Being protected by adaptive practice

Safe clinical practice was experienced when being protected by adaptive practice as the participants’ suicidal behaviours fluctuated, and the need for protection varied between the participants. Safe clinical practice was experienced as a balance between withdrawing from and mastering the outside world, internal and external control, and closeness and distance during observation.

Withdrawing from and mastering the outside world

The participants experienced being protected from suicidal impulses during inpatient care by being removed from the overwhelming stressors and demands of the outside world that triggered their suicidal ideations. However, withdrawal was described as a short-term strategy, and they clearly stated they needed to cope with the outside world:

I struggle with guilt about not coping with things at home. When I am hospitalised, I do not get these reminders all the time, and I have fewer episodes of suicidal ideation. At home, I have so much to cope with that the suicidal thoughts are triggered. However, the experience is two-sided: I feel guilty about the fact that I am not with my family, and I feel defeated when I do not deal with my home situation because my life should not be here. (Ida)

The participants felt safe during discharge when HCPs balanced their need to withdraw from and master the outside world. They needed to feel able to cope with both their symptoms and their life situations to be ready to leave the ward. Safety was also experienced when the participants were involved in the discharge process of finding the right balance between activity and peace, testing this balance when leaving the ward and receiving support when the balance failed. The patients emphasised the need for predictability regarding follow-up after discharge for their own safety. They experienced severe anxiety about being discharged without feeling prepared. Gunn described how being discharged without being involved and feeling prepared diminished her trust in healthcare and triggered a suicide attempt:

To be notified about discharge on the same day is like hitting the pavement at 100 km per hour. I was discharged without being prepared, and I became very confused and even more of a danger to myself. If I am not worthy enough of getting help from mental health care, then there is nothing more to do for me; my suicidal thoughts turn active, and I have tried committing suicide. (Gunn)
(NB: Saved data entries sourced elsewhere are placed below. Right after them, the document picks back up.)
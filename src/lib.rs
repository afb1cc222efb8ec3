#![forbid(unsafe_code)]
#![deny(rustdoc::broken_intra_doc_links)]
#![warn(
    missing_docs,
    clippy::as_conversions,
    clippy::case_sensitive_file_extension_comparisons,
    clippy::cognitive_complexity,
    clippy::unwrap_used,
    clippy::branches_sharing_code,
    clippy::fallible_impl_from,
    clippy::filter_map_next,
    clippy::flat_map_option,
    clippy::fn_params_excessive_bools,
    clippy::format_push_string,
    clippy::from_iter_instead_of_collect,
    clippy::get_unwrap,
    clippy::if_then_some_else_none,
    clippy::implicit_clone,
    clippy::inefficient_to_string,
    clippy::iter_not_returning_iterator,
    clippy::iter_on_empty_collections,
    clippy::iter_on_single_items,
    clippy::linkedlist,
    clippy::macro_use_imports,
    clippy::manual_assert,
    clippy::manual_let_else,
    clippy::manual_ok_or,
    clippy::manual_string_new,
    clippy::map_err_ignore
)]
#![doc = include_str!("../README.md")]

use std::{
    future::Future,
    net::{SocketAddr, TcpListener},
    sync::Arc,
};

use axum::{
    http::{header::CONTENT_TYPE, Method},
    middleware,
    routing::{get, post},
    Extension, Router, Server,
};
use color_eyre::Report;
use futures::FutureExt;
use tower::ServiceBuilder;
use tower_http::{
    cors::{AllowOrigin, CorsLayer},
    request_id::MakeRequestUuid,
    trace::{DefaultMakeSpan, DefaultOnResponse, TraceLayer},
    ServiceBuilderExt,
};
use tracing::info;
use url::Url;

use crate::{
    database::{MemoryStore, PgStore, Store},
    guards::load_current_user,
    mail::{HttpMailer, LogMailer, Mailer},
    openid::{DirectVerifier, OpenIdVerifier},
    routes::{healthcheck, invites, login, openid as openid_routes, profile, reset, signup, users},
    session::{manage_session, MemoryBackend, RedisBackend, SessionBackend},
    settings::Config,
};

pub mod database;
mod error_handling;
mod forms;
mod guards;
pub mod mail;
pub mod openid;
mod responses;
mod routes;
pub mod session;
pub mod settings;
pub mod trace;
pub mod types;

/// Everything the handlers share
pub struct AppState {
    #[allow(missing_docs)]
    pub config: Arc<Config>,
    /// Users, invites & posts
    pub store: Arc<dyn Store>,
    #[allow(missing_docs)]
    pub sessions: SessionBackend,
    #[allow(missing_docs)]
    pub mailer: Arc<dyn Mailer>,
    #[allow(missing_docs)]
    pub openid: Arc<dyn OpenIdVerifier>,
}

/// How handlers receive the [AppState]
pub type SharedState = Arc<AppState>;

impl AppState {
    /// Connects to whatever the config names, in-memory replacements for
    /// everything that is not configured
    pub async fn from_config(config: Config) -> Result<Self, Report> {
        let store: Arc<dyn Store> = match &config.database {
            Some(database) => Arc::new(PgStore::connect(database).await?),
            None => {
                info!("No database configured, users are kept in memory");
                Arc::new(MemoryStore::new())
            }
        };

        let sessions: SessionBackend = match &config.redis {
            Some(redis) => Arc::new(RedisBackend::open(redis.url.as_str())?),
            None => {
                info!("No redis configured, sessions are kept in memory");
                Arc::new(MemoryBackend::new())
            }
        };

        let mailer: Arc<dyn Mailer> = match HttpMailer::from_config(&config.mail)? {
            Some(mailer) => Arc::new(mailer),
            None => Arc::new(LogMailer),
        };

        let openid = Arc::new(DirectVerifier::new(config.app.base_url.clone())?);

        Ok(Self {
            config: Arc::new(config),
            store,
            sessions,
            mailer,
            openid,
        })
    }
}

fn allowed_origin(config: &Config, origin: &str) -> bool {
    let Ok(origin) = Url::parse(origin) else {
        return false;
    };
    config.app.allowed_origins.contains(&origin)
        || (config.app.allow_localhost && origin.host_str() == Some("localhost"))
}

/// The complete application with all layers
pub fn app(state: AppState) -> Router {
    let config = Arc::clone(&state.config);
    let sessions = Arc::clone(&state.sessions);
    let state: SharedState = Arc::new(state);

    let routes = Router::new()
        .route("/health_check", get(healthcheck::health_check))
        .route("/users", get(users::index).post(signup::create))
        .route("/users/banned", get(users::banned))
        .route("/users/recently_joined", get(users::recently_joined))
        .route("/users/online", get(users::online))
        .route("/users/admins", get(users::admins))
        .route("/users/xboxlive", get(users::xboxlive))
        .route("/users/social", get(users::social))
        .route("/users/top_posters", get(users::top_posters))
        .route("/users/trusted", get(users::trusted))
        .route("/users/new", get(signup::new))
        .route("/users/login", get(login::login))
        .route("/users/authenticate", post(login::authenticate))
        .route("/users/logout", post(login::logout))
        .route("/users/password_reset", get(reset::password_reset))
        .route("/users/deliver_password", post(reset::deliver_password))
        .route("/users/:id", get(users::show).patch(profile::update))
        .route("/users/:id/posts", get(users::posts))
        .route("/users/:id/stats", get(users::stats))
        .route("/users/:id/edit", get(profile::edit))
        .route("/users/:id/update_openid", get(profile::update_openid))
        .route("/users/:id/grant_invite", post(invites::grant_invite))
        .route("/users/:id/revoke_invites", post(invites::revoke_invites))
        .route("/invites", post(invites::create_invite))
        .route("/openid/complete", get(openid_routes::complete));

    // Layers run top to bottom
    routes.layer(
        ServiceBuilder::new()
            .set_x_request_id(MakeRequestUuid)
            .layer(
                TraceLayer::new_for_http()
                    .make_span_with(DefaultMakeSpan::new().include_headers(true))
                    .on_response(DefaultOnResponse::new().include_headers(true)),
            )
            .propagate_x_request_id()
            .layer(Extension(config))
            .layer(
                CorsLayer::new()
                    .allow_methods([Method::GET, Method::POST, Method::PATCH])
                    .allow_origin(AllowOrigin::predicate(|header, request| {
                        let Ok(origin) = header.to_str() else {
                            // We don't allow non utf-origins at the moment
                            return false;
                        };
                        request
                            .extensions
                            .get::<Arc<Config>>()
                            .map_or(false, |config| allowed_origin(config, origin))
                    }))
                    .allow_headers([CONTENT_TYPE])
                    .allow_credentials(true),
            )
            .layer(Extension(state))
            .layer(Extension(sessions))
            .layer(middleware::from_fn(manage_session))
            .layer(middleware::from_fn(load_current_user)),
    )
}

/// Run the complete application
///
/// Returns the address actually bound, useful with port 0, and the server
/// future.
pub async fn create_app(
    config: Config,
) -> Result<(SocketAddr, impl Future<Output = Result<(), Report>> + Send), Report> {
    let state = AppState::from_config(config).await?;
    run_server(state)
}

/// Serve an already assembled [AppState]
pub fn run_server(
    state: AppState,
) -> Result<(SocketAddr, impl Future<Output = Result<(), Report>> + Send), Report> {
    let addr = SocketAddr::new(state.config.app.listen_on, state.config.app.port);
    let listener = TcpListener::bind(addr)?;
    let addr = listener.local_addr()?;

    info!("Listening on http://{}", addr);

    Ok((
        addr,
        Server::from_tcp(listener)?
            .serve(app(state).into_make_service())
            .map(|r| r.map_err(|e| e.into())),
    ))
}

#[cfg(test)]
mod tests {
    use super::allowed_origin;
    use crate::settings::Config;

    fn parse_config(toml: &str) -> Config {
        config::Config::builder()
            .add_source(config::File::from_str(toml, config::FileFormat::Toml))
            .build()
            .unwrap()
            .try_deserialize()
            .unwrap()
    }

    #[test]
    fn cors_origins_come_from_config() {
        let config = parse_config(
            "[app]\nallowed_origins = [\"https://forum.example/\"]\nallow_localhost = false\n",
        );
        assert!(allowed_origin(&config, "https://forum.example"));
        assert!(!allowed_origin(&config, "https://evil.example"));
        assert!(!allowed_origin(&config, "http://localhost:5173"));
        assert!(!allowed_origin(&config, "not a url"));

        let dev = parse_config("[app]\nallow_localhost = true\n");
        assert!(allowed_origin(&dev, "http://localhost:5173"));
    }
}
Internal and external control

The participants described experiencing safety from their suicidal impulses through internal or external control, which are related to different needs for emotional regulation and trust in HCPs and the healthcare system. Feeling safe through internal or external control changed during their suicidal crises, as described in the following statement made by Magnus:

To feel safe from myself, I needed to get out of that psychosis where I believed that I was completely bound to kill myself because I had let everything and everyone down. Because I did not truly want to kill myself… I lost my sense of self, my motor control, my sight and my concentration during the psychosis. I thought this was the way my life had become… I needed rest, isolation and medication, and with time I understood that I would get better, and then I needed to experience that I could function normally again and trust that I would not kill myself. (Magnus)

When experiencing safety through external control, the participants felt safe by being physically held back from the impulses, delusions or hallucinations commanding them to commit suicide and moments of overwhelming agitation and despair. Locked doors or restraints replaced their sense of no control, and the lack of such protection placed greater demands on their emotional regulation to maintain their self-control. The participants emphasised the importance of not having access to any potentially lethal items, such as belts or medications, in both open and closed wards to prevent suicide during episodes of deterioration. In the aftermath, they perceived that they were being saved from death when they received proper protection:

Being restrained has a calming effect on me. I can hand control over to others and relax because I know that I cannot do any harm. My suicidal thoughts fade because I know that I am totally without control… When you are so intensely agitated, nothing stops you… Being hospitalised by force has been crucial for not committing suicide. (Klaus)

When experiencing safety through internal control, participants had the freedom to experience that nothing happened as a result of their ideations, which strengthened their perceptions of being in emotional control, making them feel safe from suicide. Barred windows, locked doors and having to walk through metal detectors increased their anxiety regarding losing this freedom and provoked thoughts such as being a prisoner, a child, or having passed the point of no return.

Feeling safe or unsafe through external control was highly dependent on the patients’ trust that the healthcare system would act in their best interests when they handed over some of their own power in a vulnerable situation. Patients who were admitted for the first time were sensitive to cues of trust, and locked wards could result in feelings of claustrophobia, panic attacks and more episodes of suicidal ideation. Patients’ anxiety was reduced when they intuitively understood or were told that the physical barriers and procedures were intended to help them. They felt safe because they began trusting in the healthcare system. Consequently, being deprived of their personal belongings was easily accepted and intuitively understood as necessary for their own safety, because it was experienced as a necessary protection for all participants during an acute suicidal crisis.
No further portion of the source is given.